Worlding. Beings wonder about world(s) worlding in and around us, but do world(s) wonder about us? Waking. What is the “world qua world” (insofar as it exists)? Wondering. Is there a shared common world or rather, a boundless set of worlds within worlds for every human need? Waiting.

Worlding offers measurable standards of being (both authentic and inauthentic) and is a constructivist process of the thinging world. In his work, Heidegger repeatedly emphasizes and closely associates worlding with terms such as: being, caring, clearing, gathering, nearing, lighting, opening, presencing, reckoning, thinging; authenticity, intentionality, mortality, potentiality, reality, spatiality, temporality; disposedness, everydayness, fallenness, thrownness; ready to hand (zuhanden) and present-at-hand (vorhanden); and many in-order-to’s and the for-the-sake-of-which’s.

Worlding was first popularized by Heidegger in Being and Time (1927). He turned the noun (world) into the active verb (worlding), a gerundive and generative process of world making, world becoming and (as he puts it) world “bringing-near.” For Heidegger, worlding is always meaning giving and already ongoing (i.e. never not worlding). Worlding is how we experience a world as familiar and is a determination of Dasein’s being (wherein the world belongs to Dasein’s existential constitution).

Heidegger’s (1971) “worlding of the world” is always already revealed within the mirror-play of “the fourfold as One” (das Geviert) wherein the four mirrors of earth, heaven, divinity and mortality are everywhere reflecting the presence of each other, happening together, enfolded as a unified fourfold-whole: “By a primal oneness, the four — earth and sky, divinities and mortals — belong together in one” (Buiding Dwelling Thinking, p.149). As such, worlding is a dynamic referential responsiveness to the immensely dense “fourfold as One” network of associations, in which someone or something has a multitude of possibilities, locations or places to continue to be what it always already is (i.e., its worldliness).

Eighty years after Being and Time, worlding has evolved from its Heideggerian origin in “Dasein’s being” towards a new horizon of “ontological Design” (Fry, 1999); from the tangible “thinging of things” (Heidegger, 1971) to the intangible “televisualizing” (Fry, 1999) and “synthetic reality gaming” (Castronova, 2007). Wordling has been appropriated many times over, signifying: economic ontology (Thrift, 2008); imperialist processes and the colonial inscription of textuality (Spivak, 1985, 1990); everyday feminist international politics (Pettman, 1996); violences of heteropatriarchy and heteronormativity (Fadem, 2005); proprioception, kinesthesia and touch (Manning, 2007); geopolitical classifications of first, second, third and fourth worlds (OWNO, 2010); first, second and third waves of societal transformation (Toffler, 1980; Doerr, 2010); globalization (de Beer, 2004); global warring (Fry, 1999); prayer (Detweiler, 1995); secularization (Miller, 2009); enfleshment of God in the world (Hemming, 1998); right reciprocity between nature, humans and more-than-humans (Kohak, 1984; Abram, 1996); the socio-biological complexity of human extinction (Costa, 2010); situated practices of cultural studies (Wilson & Connery, 2007); enculturation of true craftsmanship (Risatti, 2007); the aesthetic realization of visual-musical works in new media culture (Rickert & Salvo, 2006); connecting beings together through online social networks (Tech Crunch Network, 2010); design-driven transformation of everyday life by everyday people (Berger, 2008); doing good design for sustainability and social justice (Berman, 2009); growth, development and change by design thinking (Brown, 2009); and designerly ways of “worlding” in how we learn (Rusnak, 2010).
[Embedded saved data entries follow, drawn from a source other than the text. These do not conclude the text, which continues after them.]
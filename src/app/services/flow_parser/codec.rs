//! Field-level decoding for D0010 records
//!
//! Every raw field is decoded against exactly one constraint from this
//! module, producing either a typed value or a [`FieldError`] naming the
//! field and the violated constraint. The decoders never repair input:
//! over-long strings are rejected rather than truncated, unparsable numbers
//! are errors rather than zero, and only fields explicitly marked optional
//! may be empty.

use chrono::{DateTime, NaiveDateTime, Utc};

use crate::constants::{TIMESTAMP_FORMAT, TIMESTAMP_LEN};

/// A single field-level validation failure
///
/// These are accumulated per row and evaluated in aggregate after the file
/// scan; a field error never aborts parsing of the remaining fields or rows.
#[derive(thiserror::Error, Debug, Clone, PartialEq, Eq)]
pub enum FieldError {
    /// Literal-tag field does not match its expected constant
    #[error("{field}: expected {expected}, got '{value}'")]
    SchemaMismatch {
        field: &'static str,
        expected: &'static str,
        value: String,
    },

    /// String field exceeds its maximum length
    #[error("{field}: '{value}' is longer than {max_len} characters")]
    FieldTooLong {
        field: &'static str,
        value: String,
        max_len: usize,
    },

    /// Value is not a member of the field's closed code catalogue
    #[error("{field}: '{value}' is not a valid {catalogue} code")]
    FieldEnumInvalid {
        field: &'static str,
        value: String,
        catalogue: &'static str,
    },

    /// Value does not parse under the field's required format
    #[error("{field}: '{value}' is not a valid {expected}")]
    FieldFormatInvalid {
        field: &'static str,
        value: String,
        expected: String,
    },

    /// Required field is missing from the row entirely
    #[error("{field}: required field missing from row")]
    RowTooShort { field: &'static str },
}

impl FieldError {
    /// Name of the field the error refers to
    pub fn field(&self) -> &'static str {
        match self {
            Self::SchemaMismatch { field, .. }
            | Self::FieldTooLong { field, .. }
            | Self::FieldEnumInvalid { field, .. }
            | Self::FieldFormatInvalid { field, .. }
            | Self::RowTooShort { field } => field,
        }
    }
}

/// Decode a literal-tag field that must equal `expected` exactly
pub fn literal(
    value: Option<&str>,
    field: &'static str,
    expected: &'static str,
) -> Result<String, FieldError> {
    let value = required(value, field)?;
    if expected.split('/').any(|tag| tag == value) {
        Ok(value.to_string())
    } else {
        Err(FieldError::SchemaMismatch {
            field,
            expected,
            value: value.to_string(),
        })
    }
}

/// Decode a mandatory string field with a maximum length
pub fn bounded(
    value: Option<&str>,
    field: &'static str,
    max_len: usize,
) -> Result<String, FieldError> {
    let value = required(value, field)?;
    check_len(value, field, max_len)?;
    Ok(value.to_string())
}

/// Decode an optional string field with a maximum length
///
/// A missing trailing field decodes to the empty string, matching the
/// positional-zip rule for rows shorter than their schema.
pub fn optional_bounded(
    value: Option<&str>,
    field: &'static str,
    max_len: usize,
) -> Result<String, FieldError> {
    let value = value.unwrap_or("");
    check_len(value, field, max_len)?;
    Ok(value.to_string())
}

/// Decode a mandatory field whose value must belong to a closed catalogue
///
/// `decode` maps a catalogue member to its typed value and returns `None`
/// for anything outside the set.
pub fn coded<T>(
    value: Option<&str>,
    field: &'static str,
    catalogue: &'static str,
    decode: impl Fn(&str) -> Option<T>,
) -> Result<T, FieldError> {
    let value = required(value, field)?;
    decode(value).ok_or_else(|| FieldError::FieldEnumInvalid {
        field,
        value: value.to_string(),
        catalogue,
    })
}

/// Decode an optional catalogue field where the empty string means absent
pub fn optional_coded<T>(
    value: Option<&str>,
    field: &'static str,
    catalogue: &'static str,
    decode: impl Fn(&str) -> Option<T>,
) -> Result<Option<T>, FieldError> {
    match value.unwrap_or("") {
        "" => Ok(None),
        value => decode(value)
            .map(Some)
            .ok_or_else(|| FieldError::FieldEnumInvalid {
                field,
                value: value.to_string(),
                catalogue,
            }),
    }
}

/// Decode a mandatory unsigned integer field
pub fn int(value: Option<&str>, field: &'static str) -> Result<u32, FieldError> {
    let value = required(value, field)?;
    value
        .parse::<u32>()
        .map_err(|_| format_invalid(field, value, "integer"))
}

/// Decode an optional signed integer field; empty means absent
pub fn optional_int(value: Option<&str>, field: &'static str) -> Result<Option<i64>, FieldError> {
    match value.unwrap_or("") {
        "" => Ok(None),
        value => value
            .parse::<i64>()
            .map(Some)
            .map_err(|_| format_invalid(field, value, "integer")),
    }
}

/// Decode an optional unsigned integer field strictly below `bound`
pub fn optional_int_below(
    value: Option<&str>,
    field: &'static str,
    bound: u16,
) -> Result<Option<u16>, FieldError> {
    match value.unwrap_or("") {
        "" => Ok(None),
        value => match value.parse::<u16>() {
            Ok(parsed) if parsed < bound => Ok(Some(parsed)),
            _ => Err(format_invalid(field, value, format!("integer below {bound}"))),
        },
    }
}

/// Decode a mandatory floating-point field by direct numeric parse
pub fn float(value: Option<&str>, field: &'static str) -> Result<f64, FieldError> {
    let value = required(value, field)?;
    value
        .parse::<f64>()
        .map_err(|_| format_invalid(field, value, "number"))
}

/// Decode a mandatory packed `YYYYMMDDHHMMSS` timestamp as a UTC instant
pub fn timestamp(value: Option<&str>, field: &'static str) -> Result<DateTime<Utc>, FieldError> {
    let value = required(value, field)?;
    parse_timestamp(value).ok_or_else(|| format_invalid(field, value, "YYYYMMDDHHMMSS timestamp"))
}

/// Decode an optional packed timestamp; the empty string decodes to absent
pub fn optional_timestamp(
    value: Option<&str>,
    field: &'static str,
) -> Result<Option<DateTime<Utc>>, FieldError> {
    match value.unwrap_or("") {
        "" => Ok(None),
        value => parse_timestamp(value)
            .map(Some)
            .ok_or_else(|| format_invalid(field, value, "YYYYMMDDHHMMSS timestamp")),
    }
}

fn parse_timestamp(value: &str) -> Option<DateTime<Utc>> {
    // Exactly 14 characters: chrono would otherwise tolerate short
    // numeric runs like "2023110100000"
    if value.len() != TIMESTAMP_LEN {
        return None;
    }
    NaiveDateTime::parse_from_str(value, TIMESTAMP_FORMAT)
        .ok()
        .map(|naive| naive.and_utc())
}

fn required<'a>(value: Option<&'a str>, field: &'static str) -> Result<&'a str, FieldError> {
    value.ok_or(FieldError::RowTooShort { field })
}

fn check_len(value: &str, field: &'static str, max_len: usize) -> Result<(), FieldError> {
    if value.chars().count() > max_len {
        Err(FieldError::FieldTooLong {
            field,
            value: value.to_string(),
            max_len,
        })
    } else {
        Ok(())
    }
}

fn format_invalid(field: &'static str, value: &str, expected: impl Into<String>) -> FieldError {
    FieldError::FieldFormatInvalid {
        field,
        value: value.to_string(),
        expected: expected.into(),
    }
}
//! Line classification and raw row splitting
//!
//! Each input line is split on the `|` delimiter into positional raw
//! fields. The first field is the record-type tag and selects the schema;
//! lines whose tag is not in the closed set are skipped without error so
//! that blank and trailing lines pass through harmlessly.

use crate::constants::FIELD_DELIMITER;

/// Record-type tags recognised by the D0010 schema set
#[derive(Debug, Clone, Copy, PartialEq, Eq)]
pub enum RecordTag {
    /// `ZHV` or `ZHF` file header
    Header,
    /// `026` MPAN core
    MpanCore,
    /// `027` site visit attached to the MPAN core
    MpanSiteVisit,
    /// `028` meter reading type
    MeterReadingType,
    /// `029` site visit attached to the meter reading
    MeterReadingSiteVisit,
    /// `030` register reading
    RegisterReading,
    /// `032` meter reading validation result
    ValidationResult,
    /// `033` site visit attached to the register reading
    RegisterSiteVisit,
    /// `ZPT` file footer
    Footer,
}

impl RecordTag {
    /// Classify a raw tag field; `None` means the line is ignored
    pub fn classify(raw: &str) -> Option<Self> {
        match raw {
            "ZHV" | "ZHF" => Some(Self::Header),
            "026" => Some(Self::MpanCore),
            "027" => Some(Self::MpanSiteVisit),
            "028" => Some(Self::MeterReadingType),
            "029" => Some(Self::MeterReadingSiteVisit),
            "030" => Some(Self::RegisterReading),
            "032" => Some(Self::ValidationResult),
            "033" => Some(Self::RegisterSiteVisit),
            "ZPT" => Some(Self::Footer),
            _ => None,
        }
    }
}

/// One raw line split into positional fields
///
/// Schemas read fields by position via [`Row::field`]; an index past the
/// end of the row yields `None`, which the codec's optional decoders map to
/// an absent value and the mandatory decoders report as a short row.
#[derive(Debug, Clone)]
pub struct Row<'a> {
    line: usize,
    fields: Vec<&'a str>,
}

impl<'a> Row<'a> {
    /// Split a raw line into a row, tagged with its 1-based line number
    pub fn split(line: usize, raw: &'a str) -> Self {
        Self {
            line,
            fields: raw.split(FIELD_DELIMITER).collect(),
        }
    }

    /// 1-based line number of this row within its file
    pub fn line(&self) -> usize {
        self.line
    }

    /// The raw record-type tag (first field)
    pub fn raw_tag(&self) -> &'a str {
        self.fields.first().copied().unwrap_or("")
    }

    /// Classify this row's tag against the known schema set
    pub fn tag(&self) -> Option<RecordTag> {
        RecordTag::classify(self.raw_tag())
    }

    /// Raw field at `index`, or `None` if the row is shorter than that
    pub fn field(&self, index: usize) -> Option<&'a str> {
        self.fields.get(index).copied()
    }

    /// True for rows parsed from an empty line
    pub fn is_empty(&self) -> bool {
        self.fields.iter().all(|f| f.is_empty())
    }
}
Wordling is a difficult negotiation without a tidy definition. Its multifarious and assembling character does not just continue or not end; it is deliberately unmade, a bringing-to-truth that is a disclosing into its own of the “nearest of all nearing that nears” (i.e., there will always be more worlding to take account of). There is not an essentialist, fundamentally superior or universal understanding of worlding that is wholly attainable (i.e., there will always be diverse perspectives and ever more primordial possibilities to consider). Worlding is always already a complex and dynamic assemblage of ever-renewing realities, sensations and perceptions through which we must constantly work our way through to hold open “the Open of the world” (Heidegger, 1971, p.45).

And in the stillness that stills, as I sit quietly reflecting its depth, may you, in mindful participation, feel welcome to join me in the unfolding of the “thinging of things” that is the worlding of worlds. There’s always the choice of digging deeper or going away.



Heidegger, M. (1977). The Question Concerning Technology and other essays. (W. Lovitt, trans.). New York: Harper and Row.

Heidegger, M. (1971). The Origin of the Work of Art. In Poetry, Language, Thought (A. Hofstadter, trans.). New York, NY: Harper & Row.

Heidegger, M. (1927). Being and Time. (J. Macquarie & E. Robinson, trans.). New York, NY: Harper & Row.